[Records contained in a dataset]
- Opening Delimiter -

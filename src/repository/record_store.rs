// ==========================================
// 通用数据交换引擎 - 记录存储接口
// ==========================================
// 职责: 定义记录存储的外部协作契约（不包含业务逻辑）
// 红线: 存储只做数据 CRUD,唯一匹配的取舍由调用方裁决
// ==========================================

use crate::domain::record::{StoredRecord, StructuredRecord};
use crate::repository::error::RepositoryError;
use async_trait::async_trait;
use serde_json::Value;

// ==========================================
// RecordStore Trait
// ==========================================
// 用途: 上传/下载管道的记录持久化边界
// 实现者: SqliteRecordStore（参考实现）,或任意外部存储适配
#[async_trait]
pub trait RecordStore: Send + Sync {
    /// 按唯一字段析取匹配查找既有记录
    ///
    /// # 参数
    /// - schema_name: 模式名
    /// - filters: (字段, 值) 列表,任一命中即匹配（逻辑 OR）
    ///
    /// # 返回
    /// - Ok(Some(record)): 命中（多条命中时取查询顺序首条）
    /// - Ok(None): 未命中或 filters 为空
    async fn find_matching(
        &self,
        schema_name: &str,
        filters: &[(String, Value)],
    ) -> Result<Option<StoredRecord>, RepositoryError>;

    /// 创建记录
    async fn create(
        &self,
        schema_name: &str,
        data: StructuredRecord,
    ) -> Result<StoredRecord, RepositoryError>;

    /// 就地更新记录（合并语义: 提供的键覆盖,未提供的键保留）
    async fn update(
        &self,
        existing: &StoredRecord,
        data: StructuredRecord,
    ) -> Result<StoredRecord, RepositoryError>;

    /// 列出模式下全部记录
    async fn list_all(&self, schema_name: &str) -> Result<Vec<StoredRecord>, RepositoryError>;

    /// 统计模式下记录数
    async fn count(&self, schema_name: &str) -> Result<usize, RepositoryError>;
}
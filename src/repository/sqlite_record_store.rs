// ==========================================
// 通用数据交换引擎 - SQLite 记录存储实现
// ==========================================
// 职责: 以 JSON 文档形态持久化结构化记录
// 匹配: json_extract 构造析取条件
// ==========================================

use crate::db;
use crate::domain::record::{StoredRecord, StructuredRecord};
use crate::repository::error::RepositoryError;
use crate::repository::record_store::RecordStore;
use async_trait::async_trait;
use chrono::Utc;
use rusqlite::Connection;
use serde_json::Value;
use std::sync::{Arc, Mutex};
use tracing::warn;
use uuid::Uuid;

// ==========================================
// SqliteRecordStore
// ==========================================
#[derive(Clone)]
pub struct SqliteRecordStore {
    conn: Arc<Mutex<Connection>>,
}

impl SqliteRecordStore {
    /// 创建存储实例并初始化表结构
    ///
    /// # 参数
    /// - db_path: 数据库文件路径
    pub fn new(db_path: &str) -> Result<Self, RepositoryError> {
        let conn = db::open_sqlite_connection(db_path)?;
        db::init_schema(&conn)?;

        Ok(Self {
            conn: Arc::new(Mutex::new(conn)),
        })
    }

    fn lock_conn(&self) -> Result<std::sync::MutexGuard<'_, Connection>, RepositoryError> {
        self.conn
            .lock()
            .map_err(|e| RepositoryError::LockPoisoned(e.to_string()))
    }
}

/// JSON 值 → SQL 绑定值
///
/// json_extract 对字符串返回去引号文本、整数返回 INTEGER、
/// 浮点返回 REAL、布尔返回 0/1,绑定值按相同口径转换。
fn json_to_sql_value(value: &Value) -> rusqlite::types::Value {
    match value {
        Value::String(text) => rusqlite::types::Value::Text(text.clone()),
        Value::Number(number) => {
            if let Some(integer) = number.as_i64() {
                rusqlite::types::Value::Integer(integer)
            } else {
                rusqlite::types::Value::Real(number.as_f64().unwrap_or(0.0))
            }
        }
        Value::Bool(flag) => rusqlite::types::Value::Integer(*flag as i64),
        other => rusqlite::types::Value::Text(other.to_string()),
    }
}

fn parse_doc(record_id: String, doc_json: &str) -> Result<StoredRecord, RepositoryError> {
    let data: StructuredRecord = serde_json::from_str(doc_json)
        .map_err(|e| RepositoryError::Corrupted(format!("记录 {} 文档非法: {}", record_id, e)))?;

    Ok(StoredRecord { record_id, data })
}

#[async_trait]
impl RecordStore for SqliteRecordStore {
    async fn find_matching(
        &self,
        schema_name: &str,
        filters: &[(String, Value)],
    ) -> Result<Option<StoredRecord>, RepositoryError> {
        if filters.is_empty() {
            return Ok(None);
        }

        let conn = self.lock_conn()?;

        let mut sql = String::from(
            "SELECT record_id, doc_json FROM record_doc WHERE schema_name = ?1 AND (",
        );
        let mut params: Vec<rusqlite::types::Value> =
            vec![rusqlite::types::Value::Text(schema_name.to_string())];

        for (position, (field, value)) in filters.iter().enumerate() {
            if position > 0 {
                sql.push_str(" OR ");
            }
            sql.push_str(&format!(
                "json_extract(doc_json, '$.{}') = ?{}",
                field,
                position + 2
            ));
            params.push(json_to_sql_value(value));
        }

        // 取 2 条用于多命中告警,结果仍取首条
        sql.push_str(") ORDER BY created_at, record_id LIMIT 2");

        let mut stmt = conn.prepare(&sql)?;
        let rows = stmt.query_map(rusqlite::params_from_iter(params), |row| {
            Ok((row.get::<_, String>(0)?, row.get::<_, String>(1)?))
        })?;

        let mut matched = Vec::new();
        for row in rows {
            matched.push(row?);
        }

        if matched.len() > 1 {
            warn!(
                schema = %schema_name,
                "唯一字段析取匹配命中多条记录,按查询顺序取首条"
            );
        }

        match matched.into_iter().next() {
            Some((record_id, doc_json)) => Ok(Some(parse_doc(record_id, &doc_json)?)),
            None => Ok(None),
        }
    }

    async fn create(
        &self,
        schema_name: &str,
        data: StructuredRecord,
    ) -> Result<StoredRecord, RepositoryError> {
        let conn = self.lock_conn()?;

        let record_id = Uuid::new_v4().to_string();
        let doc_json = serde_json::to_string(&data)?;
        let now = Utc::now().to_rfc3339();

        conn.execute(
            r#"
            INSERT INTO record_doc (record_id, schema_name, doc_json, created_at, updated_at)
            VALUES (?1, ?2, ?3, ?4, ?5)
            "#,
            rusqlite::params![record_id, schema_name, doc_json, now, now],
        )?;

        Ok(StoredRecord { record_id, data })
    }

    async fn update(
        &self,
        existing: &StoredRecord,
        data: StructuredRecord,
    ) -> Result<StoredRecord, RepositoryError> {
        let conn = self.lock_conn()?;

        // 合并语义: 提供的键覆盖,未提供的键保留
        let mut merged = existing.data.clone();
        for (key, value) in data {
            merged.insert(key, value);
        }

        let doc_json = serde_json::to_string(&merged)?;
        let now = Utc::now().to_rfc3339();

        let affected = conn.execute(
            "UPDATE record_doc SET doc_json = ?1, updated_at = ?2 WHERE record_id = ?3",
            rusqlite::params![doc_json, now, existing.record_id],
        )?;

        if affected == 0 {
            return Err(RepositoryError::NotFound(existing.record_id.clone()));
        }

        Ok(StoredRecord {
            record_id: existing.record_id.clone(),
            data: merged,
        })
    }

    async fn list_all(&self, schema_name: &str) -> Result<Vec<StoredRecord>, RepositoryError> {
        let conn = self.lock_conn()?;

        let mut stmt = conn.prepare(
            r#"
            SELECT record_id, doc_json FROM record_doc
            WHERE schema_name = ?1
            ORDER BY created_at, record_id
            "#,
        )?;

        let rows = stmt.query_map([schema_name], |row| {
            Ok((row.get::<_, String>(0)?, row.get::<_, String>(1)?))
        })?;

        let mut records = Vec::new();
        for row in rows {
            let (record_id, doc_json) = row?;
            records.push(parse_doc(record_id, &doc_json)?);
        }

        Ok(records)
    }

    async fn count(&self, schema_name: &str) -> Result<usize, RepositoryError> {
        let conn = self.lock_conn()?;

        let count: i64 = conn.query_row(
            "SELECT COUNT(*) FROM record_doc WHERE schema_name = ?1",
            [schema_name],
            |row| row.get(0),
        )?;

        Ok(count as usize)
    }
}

- Closing Delimiter -
- Opening Delimiter -

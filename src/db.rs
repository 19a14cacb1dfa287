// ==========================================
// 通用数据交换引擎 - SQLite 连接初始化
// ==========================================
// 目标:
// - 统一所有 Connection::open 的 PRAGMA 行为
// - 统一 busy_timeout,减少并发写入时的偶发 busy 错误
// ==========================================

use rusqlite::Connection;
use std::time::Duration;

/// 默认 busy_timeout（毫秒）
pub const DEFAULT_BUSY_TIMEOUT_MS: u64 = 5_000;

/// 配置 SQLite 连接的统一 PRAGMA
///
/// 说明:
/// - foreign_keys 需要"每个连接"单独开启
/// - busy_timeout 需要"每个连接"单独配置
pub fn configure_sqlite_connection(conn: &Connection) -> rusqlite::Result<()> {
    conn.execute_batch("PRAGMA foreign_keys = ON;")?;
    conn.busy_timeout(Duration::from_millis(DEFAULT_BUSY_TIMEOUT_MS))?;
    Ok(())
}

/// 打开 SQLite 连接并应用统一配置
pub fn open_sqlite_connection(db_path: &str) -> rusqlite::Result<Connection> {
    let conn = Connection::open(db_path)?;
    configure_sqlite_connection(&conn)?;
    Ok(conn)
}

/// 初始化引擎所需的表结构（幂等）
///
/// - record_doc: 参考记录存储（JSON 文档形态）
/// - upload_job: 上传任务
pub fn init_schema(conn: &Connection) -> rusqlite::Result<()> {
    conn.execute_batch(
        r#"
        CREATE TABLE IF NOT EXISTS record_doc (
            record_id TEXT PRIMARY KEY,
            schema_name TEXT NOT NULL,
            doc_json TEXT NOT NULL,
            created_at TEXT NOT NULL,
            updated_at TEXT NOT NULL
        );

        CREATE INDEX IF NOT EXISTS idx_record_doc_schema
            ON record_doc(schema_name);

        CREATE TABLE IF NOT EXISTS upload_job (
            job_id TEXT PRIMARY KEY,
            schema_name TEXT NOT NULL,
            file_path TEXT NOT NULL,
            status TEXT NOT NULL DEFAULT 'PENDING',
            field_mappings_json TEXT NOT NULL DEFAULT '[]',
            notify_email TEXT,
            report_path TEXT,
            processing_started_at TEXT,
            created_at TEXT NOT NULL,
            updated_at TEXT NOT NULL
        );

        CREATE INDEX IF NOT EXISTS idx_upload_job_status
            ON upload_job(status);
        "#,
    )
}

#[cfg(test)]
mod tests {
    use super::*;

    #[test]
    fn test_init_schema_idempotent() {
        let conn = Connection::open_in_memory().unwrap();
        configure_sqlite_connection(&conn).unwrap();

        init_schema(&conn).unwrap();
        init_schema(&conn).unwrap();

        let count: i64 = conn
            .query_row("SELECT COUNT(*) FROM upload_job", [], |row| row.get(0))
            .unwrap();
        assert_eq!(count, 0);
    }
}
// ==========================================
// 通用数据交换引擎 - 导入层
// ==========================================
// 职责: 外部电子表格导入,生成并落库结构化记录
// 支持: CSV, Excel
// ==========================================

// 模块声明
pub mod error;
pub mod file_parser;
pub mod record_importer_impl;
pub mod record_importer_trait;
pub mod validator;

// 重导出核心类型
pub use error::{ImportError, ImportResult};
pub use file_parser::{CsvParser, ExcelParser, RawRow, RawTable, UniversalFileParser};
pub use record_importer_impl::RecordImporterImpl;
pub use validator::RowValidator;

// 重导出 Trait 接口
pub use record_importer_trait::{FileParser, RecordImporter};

- Closing Delimiter -
- Opening Delimiter -

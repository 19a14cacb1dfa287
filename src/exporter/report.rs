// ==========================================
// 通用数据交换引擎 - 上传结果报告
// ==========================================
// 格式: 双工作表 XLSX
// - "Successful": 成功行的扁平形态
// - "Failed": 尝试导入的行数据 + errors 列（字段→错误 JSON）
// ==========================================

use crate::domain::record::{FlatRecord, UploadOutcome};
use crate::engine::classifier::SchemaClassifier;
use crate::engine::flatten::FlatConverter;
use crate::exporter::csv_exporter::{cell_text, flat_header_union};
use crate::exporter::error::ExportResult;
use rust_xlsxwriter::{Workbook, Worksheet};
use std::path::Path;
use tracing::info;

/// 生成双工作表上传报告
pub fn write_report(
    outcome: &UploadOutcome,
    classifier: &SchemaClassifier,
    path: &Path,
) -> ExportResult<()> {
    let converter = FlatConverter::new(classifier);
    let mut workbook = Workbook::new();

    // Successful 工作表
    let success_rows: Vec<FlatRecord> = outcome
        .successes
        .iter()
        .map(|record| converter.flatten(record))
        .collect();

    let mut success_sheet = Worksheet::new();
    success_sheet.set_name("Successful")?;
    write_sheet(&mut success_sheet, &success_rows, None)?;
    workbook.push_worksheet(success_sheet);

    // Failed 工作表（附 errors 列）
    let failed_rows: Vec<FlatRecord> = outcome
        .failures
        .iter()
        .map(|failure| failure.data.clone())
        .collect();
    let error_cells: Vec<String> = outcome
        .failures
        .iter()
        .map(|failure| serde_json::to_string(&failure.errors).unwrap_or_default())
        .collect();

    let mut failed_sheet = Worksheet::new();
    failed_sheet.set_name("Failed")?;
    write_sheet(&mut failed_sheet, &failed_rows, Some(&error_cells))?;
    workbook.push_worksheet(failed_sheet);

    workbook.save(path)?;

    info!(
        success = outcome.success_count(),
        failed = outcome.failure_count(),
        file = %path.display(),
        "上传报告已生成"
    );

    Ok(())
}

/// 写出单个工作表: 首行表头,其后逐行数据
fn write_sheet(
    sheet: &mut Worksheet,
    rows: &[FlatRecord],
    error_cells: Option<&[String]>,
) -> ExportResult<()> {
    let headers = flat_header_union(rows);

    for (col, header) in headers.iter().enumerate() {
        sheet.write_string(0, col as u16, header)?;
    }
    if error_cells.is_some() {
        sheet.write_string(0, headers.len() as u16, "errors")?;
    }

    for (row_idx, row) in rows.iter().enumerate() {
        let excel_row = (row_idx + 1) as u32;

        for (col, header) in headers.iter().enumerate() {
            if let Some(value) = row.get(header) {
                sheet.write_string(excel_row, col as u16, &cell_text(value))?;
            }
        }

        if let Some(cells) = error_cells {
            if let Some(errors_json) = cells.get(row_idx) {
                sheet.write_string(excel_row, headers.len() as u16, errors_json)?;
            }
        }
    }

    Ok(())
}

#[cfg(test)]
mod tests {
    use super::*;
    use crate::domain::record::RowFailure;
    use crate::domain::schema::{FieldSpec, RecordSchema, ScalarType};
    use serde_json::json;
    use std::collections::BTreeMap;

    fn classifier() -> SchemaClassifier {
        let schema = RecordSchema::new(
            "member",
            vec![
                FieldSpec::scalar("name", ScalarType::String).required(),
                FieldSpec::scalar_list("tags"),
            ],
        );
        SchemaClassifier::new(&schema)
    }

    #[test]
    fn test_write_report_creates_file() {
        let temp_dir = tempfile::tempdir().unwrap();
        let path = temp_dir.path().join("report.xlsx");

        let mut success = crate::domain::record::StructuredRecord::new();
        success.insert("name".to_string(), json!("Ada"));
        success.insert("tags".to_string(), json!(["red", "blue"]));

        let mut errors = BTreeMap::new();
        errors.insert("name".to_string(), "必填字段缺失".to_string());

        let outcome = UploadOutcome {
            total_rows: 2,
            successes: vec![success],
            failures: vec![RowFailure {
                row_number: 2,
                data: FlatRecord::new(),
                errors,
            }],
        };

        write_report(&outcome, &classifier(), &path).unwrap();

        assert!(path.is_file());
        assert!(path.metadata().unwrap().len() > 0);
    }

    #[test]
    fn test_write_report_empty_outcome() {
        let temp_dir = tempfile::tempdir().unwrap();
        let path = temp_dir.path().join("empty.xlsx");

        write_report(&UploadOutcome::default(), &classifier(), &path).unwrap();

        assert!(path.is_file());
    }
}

- Closing Delimiter -

[THE TASK]
Look over the records above and copy each line that includes the string "每个连接".

[ANSWER TO THIS EXERCISE]
/// - foreign_keys 需要"每个连接"单独开启
/// - busy_timeout 需要"每个连接"单独配置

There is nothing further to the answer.